**Work to complete:**
In the data below, find every line with the word "const" and copy it.

[[ Exercise data, beginning ]]

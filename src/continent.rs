//! Country to continent lookup and continent colours
//!
//! Countries are matched by English short name, a handful of common aliases
//! (as they appear in bibliometric exports), or ISO 3166 alpha-2/alpha-3 code.
//! Anything unrecognised maps to [`Continent::Other`].

use std::collections::HashMap;
use std::fmt;

use serde::{Deserialize, Serialize};

/// Continent used to colour collaborator markers
#[derive(Debug, Clone, Copy, PartialEq, Eq, Hash, PartialOrd, Ord, Serialize, Deserialize)]
pub enum Continent {
    Africa,
    Asia,
    Europe,
    NorthAmerica,
    SouthAmerica,
    Oceania,
    Other,
}

impl Continent {
    pub const ALL: [Continent; 7] = [
        Continent::Europe,
        Continent::Asia,
        Continent::NorthAmerica,
        Continent::SouthAmerica,
        Continent::Africa,
        Continent::Oceania,
        Continent::Other,
    ];

    /// Default marker colour
    pub fn default_color(&self) -> &'static str {
        match self {
            Continent::Europe => "blue",
            Continent::Asia => "red",
            Continent::NorthAmerica => "green",
            Continent::SouthAmerica => "orange",
            Continent::Africa => "purple",
            Continent::Oceania => "cyan",
            Continent::Other => "gray",
        }
    }

    /// Key used in config files (`north_america`, ...)
    pub fn key(&self) -> &'static str {
        match self {
            Continent::Africa => "africa",
            Continent::Asia => "asia",
            Continent::Europe => "europe",
            Continent::NorthAmerica => "north_america",
            Continent::SouthAmerica => "south_america",
            Continent::Oceania => "oceania",
            Continent::Other => "other",
        }
    }
}

impl fmt::Display for Continent {
    fn fmt(&self, f: &mut fmt::Formatter<'_>) -> fmt::Result {
        match self {
            Continent::Africa => write!(f, "Africa"),
            Continent::Asia => write!(f, "Asia"),
            Continent::Europe => write!(f, "Europe"),
            Continent::NorthAmerica => write!(f, "North America"),
            Continent::SouthAmerica => write!(f, "South America"),
            Continent::Oceania => write!(f, "Oceania"),
            Continent::Other => write!(f, "Other"),
        }
    }
}

use Continent::{
    Africa as AF, Asia as AS, Europe as EU, NorthAmerica as NA, Oceania as OC, SouthAmerica as SA,
};

/// (name, alpha-2, alpha-3, continent)
const COUNTRIES: &[(&str, &str, &str, Continent)] = &[
    // Europe
    ("albania", "al", "alb", EU),
    ("andorra", "ad", "and", EU),
    ("austria", "at", "aut", EU),
    ("belarus", "by", "blr", EU),
    ("belgium", "be", "bel", EU),
    ("bosnia and herzegovina", "ba", "bih", EU),
    ("bulgaria", "bg", "bgr", EU),
    ("croatia", "hr", "hrv", EU),
    ("czechia", "cz", "cze", EU),
    ("denmark", "dk", "dnk", EU),
    ("estonia", "ee", "est", EU),
    ("finland", "fi", "fin", EU),
    ("france", "fr", "fra", EU),
    ("germany", "de", "deu", EU),
    ("greece", "gr", "grc", EU),
    ("hungary", "hu", "hun", EU),
    ("iceland", "is", "isl", EU),
    ("ireland", "ie", "irl", EU),
    ("italy", "it", "ita", EU),
    ("kosovo", "xk", "xkx", EU),
    ("latvia", "lv", "lva", EU),
    ("liechtenstein", "li", "lie", EU),
    ("lithuania", "lt", "ltu", EU),
    ("luxembourg", "lu", "lux", EU),
    ("malta", "mt", "mlt", EU),
    ("moldova", "md", "mda", EU),
    ("monaco", "mc", "mco", EU),
    ("montenegro", "me", "mne", EU),
    ("netherlands", "nl", "nld", EU),
    ("north macedonia", "mk", "mkd", EU),
    ("norway", "no", "nor", EU),
    ("poland", "pl", "pol", EU),
    ("portugal", "pt", "prt", EU),
    ("romania", "ro", "rou", EU),
    ("russian federation", "ru", "rus", EU),
    ("san marino", "sm", "smr", EU),
    ("serbia", "rs", "srb", EU),
    ("slovakia", "sk", "svk", EU),
    ("slovenia", "si", "svn", EU),
    ("spain", "es", "esp", EU),
    ("sweden", "se", "swe", EU),
    ("switzerland", "ch", "che", EU),
    ("ukraine", "ua", "ukr", EU),
    ("united kingdom", "gb", "gbr", EU),
    // Asia
    ("afghanistan", "af", "afg", AS),
    ("armenia", "am", "arm", AS),
    ("azerbaijan", "az", "aze", AS),
    ("bahrain", "bh", "bhr", AS),
    ("bangladesh", "bd", "bgd", AS),
    ("bhutan", "bt", "btn", AS),
    ("brunei darussalam", "bn", "brn", AS),
    ("cambodia", "kh", "khm", AS),
    ("china", "cn", "chn", AS),
    ("cyprus", "cy", "cyp", AS),
    ("georgia", "ge", "geo", AS),
    ("hong kong", "hk", "hkg", AS),
    ("india", "in", "ind", AS),
    ("indonesia", "id", "idn", AS),
    ("iran", "ir", "irn", AS),
    ("iraq", "iq", "irq", AS),
    ("israel", "il", "isr", AS),
    ("japan", "jp", "jpn", AS),
    ("jordan", "jo", "jor", AS),
    ("kazakhstan", "kz", "kaz", AS),
    ("kuwait", "kw", "kwt", AS),
    ("kyrgyzstan", "kg", "kgz", AS),
    ("lao people's democratic republic", "la", "lao", AS),
    ("lebanon", "lb", "lbn", AS),
    ("macao", "mo", "mac", AS),
    ("malaysia", "my", "mys", AS),
    ("maldives", "mv", "mdv", AS),
    ("mongolia", "mn", "mng", AS),
    ("myanmar", "mm", "mmr", AS),
    ("nepal", "np", "npl", AS),
    ("north korea", "kp", "prk", AS),
    ("oman", "om", "omn", AS),
    ("pakistan", "pk", "pak", AS),
    ("palestine", "ps", "pse", AS),
    ("philippines", "ph", "phl", AS),
    ("qatar", "qa", "qat", AS),
    ("saudi arabia", "sa", "sau", AS),
    ("singapore", "sg", "sgp", AS),
    ("south korea", "kr", "kor", AS),
    ("sri lanka", "lk", "lka", AS),
    ("syrian arab republic", "sy", "syr", AS),
    ("taiwan", "tw", "twn", AS),
    ("tajikistan", "tj", "tjk", AS),
    ("thailand", "th", "tha", AS),
    ("timor-leste", "tl", "tls", AS),
    ("turkey", "tr", "tur", AS),
    ("turkmenistan", "tm", "tkm", AS),
    ("united arab emirates", "ae", "are", AS),
    ("uzbekistan", "uz", "uzb", AS),
    ("viet nam", "vn", "vnm", AS),
    ("yemen", "ye", "yem", AS),
    // North America
    ("bahamas", "bs", "bhs", NA),
    ("barbados", "bb", "brb", NA),
    ("belize", "bz", "blz", NA),
    ("canada", "ca", "can", NA),
    ("costa rica", "cr", "cri", NA),
    ("cuba", "cu", "cub", NA),
    ("dominican republic", "do", "dom", NA),
    ("el salvador", "sv", "slv", NA),
    ("greenland", "gl", "grl", NA),
    ("guatemala", "gt", "gtm", NA),
    ("haiti", "ht", "hti", NA),
    ("honduras", "hn", "hnd", NA),
    ("jamaica", "jm", "jam", NA),
    ("mexico", "mx", "mex", NA),
    ("nicaragua", "ni", "nic", NA),
    ("panama", "pa", "pan", NA),
    ("puerto rico", "pr", "pri", NA),
    ("trinidad and tobago", "tt", "tto", NA),
    ("united states", "us", "usa", NA),
    // South America
    ("argentina", "ar", "arg", SA),
    ("bolivia", "bo", "bol", SA),
    ("brazil", "br", "bra", SA),
    ("chile", "cl", "chl", SA),
    ("colombia", "co", "col", SA),
    ("ecuador", "ec", "ecu", SA),
    ("guyana", "gy", "guy", SA),
    ("paraguay", "py", "pry", SA),
    ("peru", "pe", "per", SA),
    ("suriname", "sr", "sur", SA),
    ("uruguay", "uy", "ury", SA),
    ("venezuela", "ve", "ven", SA),
    // Africa
    ("algeria", "dz", "dza", AF),
    ("angola", "ao", "ago", AF),
    ("benin", "bj", "ben", AF),
    ("botswana", "bw", "bwa", AF),
    ("burkina faso", "bf", "bfa", AF),
    ("burundi", "bi", "bdi", AF),
    ("cameroon", "cm", "cmr", AF),
    ("cabo verde", "cv", "cpv", AF),
    ("chad", "td", "tcd", AF),
    ("congo", "cg", "cog", AF),
    ("democratic republic of the congo", "cd", "cod", AF),
    ("cote d'ivoire", "ci", "civ", AF),
    ("egypt", "eg", "egy", AF),
    ("eritrea", "er", "eri", AF),
    ("eswatini", "sz", "swz", AF),
    ("ethiopia", "et", "eth", AF),
    ("gabon", "ga", "gab", AF),
    ("gambia", "gm", "gmb", AF),
    ("ghana", "gh", "gha", AF),
    ("guinea", "gn", "gin", AF),
    ("kenya", "ke", "ken", AF),
    ("lesotho", "ls", "lso", AF),
    ("liberia", "lr", "lbr", AF),
    ("libya", "ly", "lby", AF),
    ("madagascar", "mg", "mdg", AF),
    ("malawi", "mw", "mwi", AF),
    ("mali", "ml", "mli", AF),
    ("mauritania", "mr", "mrt", AF),
    ("mauritius", "mu", "mus", AF),
    ("morocco", "ma", "mar", AF),
    ("mozambique", "mz", "moz", AF),
    ("namibia", "na", "nam", AF),
    ("niger", "ne", "ner", AF),
    ("nigeria", "ng", "nga", AF),
    ("rwanda", "rw", "rwa", AF),
    ("senegal", "sn", "sen", AF),
    ("sierra leone", "sl", "sle", AF),
    ("somalia", "so", "som", AF),
    ("south africa", "za", "zaf", AF),
    ("south sudan", "ss", "ssd", AF),
    ("sudan", "sd", "sdn", AF),
    ("tanzania", "tz", "tza", AF),
    ("togo", "tg", "tgo", AF),
    ("tunisia", "tn", "tun", AF),
    ("uganda", "ug", "uga", AF),
    ("zambia", "zm", "zmb", AF),
    ("zimbabwe", "zw", "zwe", AF),
    // Oceania
    ("australia", "au", "aus", OC),
    ("fiji", "fj", "fji", OC),
    ("french polynesia", "pf", "pyf", OC),
    ("kiribati", "ki", "kir", OC),
    ("new caledonia", "nc", "ncl", OC),
    ("new zealand", "nz", "nzl", OC),
    ("papua new guinea", "pg", "png", OC),
    ("samoa", "ws", "wsm", OC),
    ("solomon islands", "sb", "slb", OC),
    ("tonga", "to", "ton", OC),
    ("vanuatu", "vu", "vut", OC),
];

/// Alternative spellings seen in exports, mapped to the canonical name above
const ALIASES: &[(&str, &str)] = &[
    ("usa", "united states"),
    ("united states of america", "united states"),
    ("uk", "united kingdom"),
    ("great britain", "united kingdom"),
    ("england", "united kingdom"),
    ("scotland", "united kingdom"),
    ("wales", "united kingdom"),
    ("northern ireland", "united kingdom"),
    ("russia", "russian federation"),
    ("czech republic", "czechia"),
    ("korea", "south korea"),
    ("republic of korea", "south korea"),
    ("korea, republic of", "south korea"),
    ("iran, islamic republic of", "iran"),
    ("vietnam", "viet nam"),
    ("laos", "lao people's democratic republic"),
    ("syria", "syrian arab republic"),
    ("brunei", "brunei darussalam"),
    ("turkiye", "turkey"),
    ("türkiye", "turkey"),
    ("macedonia", "north macedonia"),
    ("the netherlands", "netherlands"),
    ("holland", "netherlands"),
    ("ivory coast", "cote d'ivoire"),
    ("côte d'ivoire", "cote d'ivoire"),
    ("swaziland", "eswatini"),
    ("cape verde", "cabo verde"),
    ("dr congo", "democratic republic of the congo"),
    ("congo, the democratic republic of the", "democratic republic of the congo"),
    ("hong kong sar", "hong kong"),
    ("macau", "macao"),
    ("taiwan, province of china", "taiwan"),
    ("bolivia, plurinational state of", "bolivia"),
    ("venezuela, bolivarian republic of", "venezuela"),
    ("tanzania, united republic of", "tanzania"),
    ("moldova, republic of", "moldova"),
    ("palestine, state of", "palestine"),
];

fn normalize_country(country: &str) -> String {
    country
        .split_whitespace()
        .collect::<Vec<_>>()
        .join(" ")
        .to_lowercase()
}

/// Look up the continent of a country name or ISO code
pub fn continent_for_country(country: &str) -> Continent {
    let key = normalize_country(country);
    if key.is_empty() {
        return Continent::Other;
    }

    let canonical = ALIASES
        .iter()
        .find(|(alias, _)| *alias == key)
        .map(|(_, name)| *name)
        .unwrap_or(key.as_str());

    COUNTRIES
        .iter()
        .find(|(name, a2, a3, _)| *name == canonical || *a2 == canonical || *a3 == canonical)
        .map(|(_, _, _, continent)| *continent)
        .unwrap_or(Continent::Other)
}

/// Continent to colour mapping with optional overrides
#[derive(Debug, Clone, Default)]
pub struct Palette {
    overrides: HashMap<Continent, String>,
}

impl Palette {
    /// Build a palette from `continent key -> colour` overrides.
    ///
    /// Unknown keys are returned so the caller can report them.
    pub fn with_overrides(overrides: &HashMap<String, String>) -> (Self, Vec<String>) {
        let mut palette = Palette::default();
        let mut unknown = Vec::new();
        for (key, color) in overrides {
            match Continent::ALL.iter().find(|c| c.key() == key.as_str()) {
                Some(continent) => {
                    palette.overrides.insert(*continent, color.clone());
                }
                None => unknown.push(key.clone()),
            }
        }
        unknown.sort();
        (palette, unknown)
    }

    pub fn color(&self, continent: Continent) -> &str {
        self.overrides
            .get(&continent)
            .map(String::as_str)
            .unwrap_or_else(|| continent.default_color())
    }
}

#[cfg(test)]
mod tests {
    use super::*;

    #[test]
    fn test_lookup_by_name() {
        assert_eq!(continent_for_country("Germany"), Continent::Europe);
        assert_eq!(continent_for_country("Japan"), Continent::Asia);
        assert_eq!(continent_for_country("Brazil"), Continent::SouthAmerica);
        assert_eq!(continent_for_country("Kenya"), Continent::Africa);
        assert_eq!(continent_for_country("New Zealand"), Continent::Oceania);
        assert_eq!(continent_for_country("Canada"), Continent::NorthAmerica);
    }

    #[test]
    fn test_lookup_by_alias_and_code() {
        assert_eq!(continent_for_country("USA"), Continent::NorthAmerica);
        assert_eq!(continent_for_country("United States"), Continent::NorthAmerica);
        assert_eq!(continent_for_country("  united   kingdom "), Continent::Europe);
        assert_eq!(continent_for_country("South Korea"), Continent::Asia);
        assert_eq!(continent_for_country("AU"), Continent::Oceania);
        assert_eq!(continent_for_country("deu"), Continent::Europe);
        assert_eq!(continent_for_country("Russia"), Continent::Europe);
    }

    #[test]
    fn test_unknown_is_other() {
        assert_eq!(continent_for_country(""), Continent::Other);
        assert_eq!(continent_for_country("Atlantis"), Continent::Other);
        assert_eq!(continent_for_country("Antarctica"), Continent::Other);
    }

    #[test]
    fn test_codes_are_unique() {
        let mut seen = std::collections::HashSet::new();
        for (name, a2, a3, _) in COUNTRIES {
            assert!(seen.insert(*name), "duplicate name {}", name);
            assert!(seen.insert(*a2), "duplicate code {}", a2);
            assert!(seen.insert(*a3), "duplicate code {}", a3);
        }
    }

    #[test]
    fn test_palette_defaults_and_overrides() {
        let palette = Palette::default();
        assert_eq!(palette.color(Continent::Europe), "blue");
        assert_eq!(palette.color(Continent::Other), "gray");

        let mut overrides = HashMap::new();
        overrides.insert("europe".to_string(), "#123456".to_string());
        overrides.insert("mars".to_string(), "red".to_string());
        let (palette, unknown) = Palette::with_overrides(&overrides);
        assert_eq!(palette.color(Continent::Europe), "#123456");
        assert_eq!(palette.color(Continent::Asia), "red");
        assert_eq!(unknown, vec!["mars".to_string()]);
    }
}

[[ Exercise data, end ]]

**Exercise solution:**
    pub const ALL: [Continent; 7] = [
const COUNTRIES: &[(&str, &str, &str, Continent)] = &[
const ALIASES: &[(&str, &str)] = &[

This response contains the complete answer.